Given records -
______
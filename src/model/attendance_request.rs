use chrono::{NaiveDate, NaiveDateTime};
use serde::{Deserialize, Serialize};
use strum::{Display, EnumString};
use utoipa::ToSchema;

use crate::model::attendance::{CheckMethod, LocationSnapshot};

#[derive(Debug, Clone, Copy, PartialEq, Eq, Serialize, Deserialize, Display, EnumString, ToSchema)]
#[serde(rename_all = "SCREAMING_SNAKE_CASE")]
#[strum(serialize_all = "SCREAMING_SNAKE_CASE")]
pub enum RequestStatus {
    Pending,
    Approved,
    Rejected,
}

impl RequestStatus {
    pub fn is_terminal(self) -> bool {
        !matches!(self, RequestStatus::Pending)
    }
}

#[derive(Debug, Clone, Copy, PartialEq, Eq, Serialize, Deserialize, ToSchema)]
#[serde(rename_all = "lowercase")]
pub enum Decision {
    Approve,
    Reject,
}

impl Decision {
    pub fn resulting_status(self) -> RequestStatus {
        match self {
            Decision::Approve => RequestStatus::Approved,
            Decision::Reject => RequestStatus::Rejected,
        }
    }
}

/// A disputed check-in waiting for (or carrying) an approver's decision.
#[derive(Debug, Clone, PartialEq, Serialize, Deserialize, ToSchema)]
pub struct AttendanceRequest {
    #[schema(example = 1)]
    pub id: u64,
    #[schema(example = 1000)]
    pub employee_id: u64,
    #[schema(example = "2026-01-05", format = "date", value_type = String)]
    pub date: NaiveDate,
    #[schema(example = "2026-01-05T09:05:00", format = "date-time", value_type = String)]
    pub requested_check_in_at: NaiveDateTime,
    pub location: LocationSnapshot,
    pub method: CheckMethod,
    #[schema(example = "Visiting client site for onboarding")]
    pub reason: String,
    pub status: RequestStatus,
    pub decided_by: Option<u64>,
    #[schema(format = "date-time", value_type = Option<String>)]
    pub decided_at: Option<NaiveDateTime>,
    pub rejection_reason: Option<String>,
    pub decision_comments: Option<String>,
    #[schema(format = "date-time", value_type = String)]
    pub created_at: NaiveDateTime,
}

/// Fields the workflow fills in when a pending request is decided.
#[derive(Debug, Clone)]
pub struct RequestDecision {
    pub request_id: u64,
    pub status: RequestStatus,
    pub decided_by: u64,
    pub decided_at: NaiveDateTime,
    pub rejection_reason: Option<String>,
    pub comments: Option<String>,
}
______
Requirement - Scan the records for the string "PartialEq" and show every line that contains it.

Solved problem -
#[derive(Debug, Clone, Copy, PartialEq, Eq, Serialize, Deserialize, Display, EnumString, ToSchema)]
#[derive(Debug, Clone, Copy, PartialEq, Eq, Serialize, Deserialize, ToSchema)]
#[derive(Debug, Clone, PartialEq, Serialize, Deserialize, ToSchema)]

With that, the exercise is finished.